Moscow remains world's most expensive city for expatriates
June 19, 2007 00:00:00
LONDON, June 18 (AFP): Moscow remains the most expensive city in the world for expatriate staff, according to a survey released today by British human resources firm Mercer HR.
But the study saw London leap three places from fifth to second in the last 12 months, with Seoul in third, followed by Tokyo and Hong Kong. The cheapest city was Paraguay's Asuncion for the fifth year running.
The findings use the United States' most expensive city, New York, as a benchmark and compare the cost in 143 cities of more than 200 items, like housing, transport, food, clothing, household goods and entertainment.

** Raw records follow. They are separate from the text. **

//! Window Aggregator: one `[start, end)` window of source bars into one
//! target bar

use super::db::{count_misplaced_rows, read_bars_in_window, table_for, upsert_derived_bar};
use super::error::PipelineError;
use super::types::{Bar, DerivedBar, Timeframe, WindowOutcome, SOURCE_AGGREGATED};

/// Bumped whenever the rollup arithmetic changes
pub const DERIVATION_VERSION: i64 = 1;

pub const REASON_INSUFFICIENT: &str = "insufficient_source_bars";

/// Maps an observed source bar count to a quality score
///
/// With `expected` source bars per window:
/// - `count >= expected` → 2
/// - `count >= ceil(0.8 * expected)` → 1
/// - `count >= ceil(0.6 * expected)` → 0
/// - anything less is not stored
///
/// For 5m from 1m this is 5 → 2, 4 → 1, 3 → 0, below 3 skipped.
#[derive(Debug, Clone, Copy, PartialEq, Eq)]
pub struct QualityPolicy {
    pub expected: i64,
}

impl QualityPolicy {
    pub const MAX_SCORE: i32 = 2;

    pub fn new(expected: i64) -> Self {
        Self {
            expected: expected.max(1),
        }
    }

    /// Policy for a window of `window_secs` filled with `source` bars
    pub fn for_window(window_secs: i64, source: Timeframe) -> Self {
        Self::new(window_secs / source.seconds())
    }

    fn ceil_fraction(&self, fifths: i64) -> i64 {
        (self.expected * fifths + 4) / 5
    }

    pub fn score(&self, count: i64) -> Option<i32> {
        if count >= self.expected {
            Some(2)
        } else if count >= self.ceil_fraction(4) {
            Some(1)
        } else if count >= self.ceil_fraction(3) {
            Some(0)
        } else {
            None
        }
    }
}

/// Roll ordered source bars up into one target bar
///
/// Open is the first open, close the last close, high/low the extremes.
/// VWAP is volume-weighted over each source's VWAP (close when missing)
/// and None when total volume is zero.
pub fn rollup(symbol: &str, target: Timeframe, start: i64, bars: &[Bar]) -> Option<Bar> {
    let first = bars.first()?;
    let last = bars.last()?;

    let mut high = f64::MIN;
    let mut low = f64::MAX;
    let mut volume = 0.0;
    let mut notional = 0.0;
    let mut trade_count = 0;

    for bar in bars {
        high = high.max(bar.high);
        low = low.min(bar.low);
        volume += bar.volume;
        notional += bar.vwap.unwrap_or(bar.close) * bar.volume;
        trade_count += bar.trade_count;
    }

    Some(Bar {
        symbol: symbol.to_string(),
        timeframe: target,
        ts_utc: start,
        open: first.open,
        high,
        low,
        close: last.close,
        volume,
        vwap: if volume > 0.0 { Some(notional / volume) } else { None },
        trade_count,
    })
}

/// Aggregate the source bars of one window into the derived table
///
/// The store happens in its own transaction. A window without any source
/// bars is the data frontier and writes nothing.
pub fn aggregate_window(
    conn: &rusqlite::Connection,
    symbol: &str,
    source: Timeframe,
    target: Timeframe,
    start: i64,
    end: i64,
    now: i64,
) -> Result<WindowOutcome, PipelineError> {
    if end <= start {
        return Err(PipelineError::InvalidWindow { start, end });
    }

    let misplaced = count_misplaced_rows(conn, symbol, source, start, end)?;
    if misplaced > 0 {
        return Err(PipelineError::ArchitectureViolation(format!(
            "{} {} rows for {} in [{}, {}) outside {}",
            misplaced,
            source,
            symbol,
            start,
            end,
            table_for(source)
        )));
    }

    let bars = read_bars_in_window(conn, symbol, source, start, end)?;
    let source_count = bars.len() as i64;

    let Some(bar) = rollup(symbol, target, start, &bars) else {
        return Ok(WindowOutcome::SkippedFrontier);
    };

    let policy = QualityPolicy::for_window(end - start, source);
    let Some(quality_score) = policy.score(source_count) else {
        log::debug!(
            "⏭️  {} {} @ {}: {} of {} source bars, not stored",
            symbol, target, start, source_count, policy.expected
        );
        return Ok(WindowOutcome::SkippedLowQuality {
            source_count,
            reason: REASON_INSUFFICIENT,
        });
    };

    let derived = DerivedBar {
        bar,
        source_count,
        quality_score,
        source: SOURCE_AGGREGATED.to_string(),
        derivation_version: DERIVATION_VERSION,
    };

    let tx = conn.unchecked_transaction()?;
    upsert_derived_bar(&tx, &derived, now)?;
    tx.commit()?;

    Ok(WindowOutcome::Stored {
        source_count,
        quality_score,
    })
}

#[cfg(test)]
mod tests {
    use super::*;
    use crate::pipeline::db::get_derived_bar;
    use crate::pipeline::db::test_support::{memory_db, minute_bar, seed_minutes};

    #[test]
    fn test_quality_boundaries_for_five_minutes() {
        let policy = QualityPolicy::for_window(300, Timeframe::M1);
        assert_eq!(policy.expected, 5);
        assert_eq!(policy.score(5), Some(2));
        assert_eq!(policy.score(4), Some(1));
        assert_eq!(policy.score(3), Some(0));
        assert_eq!(policy.score(2), None);
        assert_eq!(policy.score(0), None);
    }

    #[test]
    fn test_quality_for_coarser_windows() {
        // 1h from 5m: 12 expected, ceil(9.6) = 10, ceil(7.2) = 8
        let policy = QualityPolicy::for_window(3_600, Timeframe::M5);
        assert_eq!(policy.score(12), Some(2));
        assert_eq!(policy.score(10), Some(1));
        assert_eq!(policy.score(9), Some(0));
        assert_eq!(policy.score(8), Some(0));
        assert_eq!(policy.score(7), None);
    }

    #[test]
    fn test_full_window_rollup_values() {
        let conn = memory_db();
        seed_minutes(&conn, "EURUSD", 0, 5);

        let outcome = aggregate_window(&conn, "EURUSD", Timeframe::M1, Timeframe::M5, 0, 300, 1_000)
            .unwrap();
        assert_eq!(
            outcome,
            WindowOutcome::Stored {
                source_count: 5,
                quality_score: 2
            }
        );

        let derived = get_derived_bar(&conn, "EURUSD", Timeframe::M5, 0).unwrap().unwrap();
        assert_eq!(derived.bar.open, 100.0);
        assert_eq!(derived.bar.close, 104.0);
        assert_eq!(derived.bar.high, 104.5);
        assert_eq!(derived.bar.low, 99.5);
        assert_eq!(derived.bar.volume, 50.0);
        assert_eq!(derived.bar.vwap, Some(102.0));
        assert_eq!(derived.bar.trade_count, 15);
        assert_eq!(derived.source, SOURCE_AGGREGATED);
        assert_eq!(derived.derivation_version, DERIVATION_VERSION);
    }

    #[test]
    fn test_partial_windows_scored_or_skipped() {
        let conn = memory_db();
        seed_minutes(&conn, "A", 0, 4);
        seed_minutes(&conn, "B", 0, 3);
        seed_minutes(&conn, "C", 0, 2);

        let four = aggregate_window(&conn, "A", Timeframe::M1, Timeframe::M5, 0, 300, 0).unwrap();
        let three = aggregate_window(&conn, "B", Timeframe::M1, Timeframe::M5, 0, 300, 0).unwrap();
        let two = aggregate_window(&conn, "C", Timeframe::M1, Timeframe::M5, 0, 300, 0).unwrap();

        assert_eq!(four.quality_score(), Some(1));
        assert_eq!(three.quality_score(), Some(0));
        assert_eq!(
            two,
            WindowOutcome::SkippedLowQuality {
                source_count: 2,
                reason: REASON_INSUFFICIENT
            }
        );
        assert!(get_derived_bar(&conn, "C", Timeframe::M5, 0).unwrap().is_none());
    }

    #[test]
    fn test_empty_window_is_frontier() {
        let conn = memory_db();
        let outcome = aggregate_window(&conn, "A", Timeframe::M1, Timeframe::M5, 0, 300, 0).unwrap();
        assert_eq!(outcome, WindowOutcome::SkippedFrontier);
        assert_eq!(outcome.source_count(), 0);
    }

    #[test]
    fn test_reaggregation_is_idempotent() {
        let conn = memory_db();
        seed_minutes(&conn, "A", 0, 5);

        aggregate_window(&conn, "A", Timeframe::M1, Timeframe::M5, 0, 300, 10).unwrap();
        let first = get_derived_bar(&conn, "A", Timeframe::M5, 0).unwrap();
        aggregate_window(&conn, "A", Timeframe::M1, Timeframe::M5, 0, 300, 20).unwrap();
        let second = get_derived_bar(&conn, "A", Timeframe::M5, 0).unwrap();

        assert_eq!(first, second);
        let rows: i64 = conn
            .query_row("SELECT COUNT(*) FROM derived_data_bars", [], |row| row.get(0))
            .unwrap();
        assert_eq!(rows, 1);
    }

    #[test]
    fn test_zero_volume_has_no_vwap() {
        let mut bar = minute_bar("A", 0, 1.0);
        bar.volume = 0.0;
        let rolled = rollup("A", Timeframe::M5, 0, &[bar]).unwrap();
        assert_eq!(rolled.vwap, None);
        assert!(rollup("A", Timeframe::M5, 0, &[]).is_none());
    }

    #[test]
    fn test_invalid_window_rejected() {
        let conn = memory_db();
        assert!(matches!(
            aggregate_window(&conn, "A", Timeframe::M1, Timeframe::M5, 300, 300, 0),
            Err(PipelineError::InvalidWindow { start: 300, end: 300 })
        ));
    }

    #[test]
    fn test_misplaced_base_rows_are_architecture_violation() {
        let conn = memory_db();
        seed_minutes(&conn, "A", 0, 5);
        conn.execute(
            "INSERT INTO derived_data_bars (canonical_symbol, timeframe, ts_utc, open, high, low,
                close, vol, source_count, quality_score, source, derivation_version, created_at,
                updated_at)
             VALUES ('A', '1m', 60, 1, 1, 1, 1, 1, 1, 2, 'rogue', 1, 0, 0)",
            [],
        )
        .unwrap();

        let err = aggregate_window(&conn, "A", Timeframe::M1, Timeframe::M5, 0, 300, 0).unwrap_err();
        assert!(err.is_hard());
        assert!(get_derived_bar(&conn, "A", Timeframe::M5, 0).unwrap().is_none());
    }
}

Moscow was 34.4 per cent more expensive, up just under 11 per cent on last year. Mercer said the rise was due to the appreciation of the Rouble against the US dollar which with soaring rents had driven up the cost for expats.
London saw an even bigger leap-just under 16 per cent-making it now 26.3 per cent more expensive than the US city with which it is often compared because of rent hikes, a strong pound and weak US dollar.
Seoul was 22.4 per cent more expensive, Tokyo 22.1 per cent and Hong Kong 19.4 per cent.
European cities featured prominently in the top 10: Copenhagen was the sixth most expensive at plus-10.2 per cent, Geneva seventh at plus-9.8 per cent, Zurich ninth at plus-7.6 per cent and Oslo 10th at plus-5.8 per cent.
The Japanese city of Osaka was eighth at plus-8.4 per cent.
Others more expensive than New York were Milan (11th at plus- 4.4 per cent); Saint Petersburg (12th at plus-three per cent); Paris (13th at plus 1.4 per cent); and Singapore (14th at plus-0.4 per cent).
This year's list showed significant changes in rankings, particularly in Europe due to a strengthened euro and weak US dollar, Mercer said.
In turn, US cities and those in countries whose currency is pegged to the dollar, fell down the list.
The least expensive city in Europe for expats is Sofia in Bulgaria.
Sao Paolo and Rio de Janeiro are the most expensive cities in South America.
Chinese cities moved down the ranking. Beijing was 20th (4.1 per cent less expensive than New York), Shanghai 26th (minus-7.9 per cent)
Mercer attributed this to a decrease in the value of the Chinese yuan against the euro.
Rising property prices caused Indian cities like Mumbai-up to 52 from 68 last year-to move up the ranking, it added.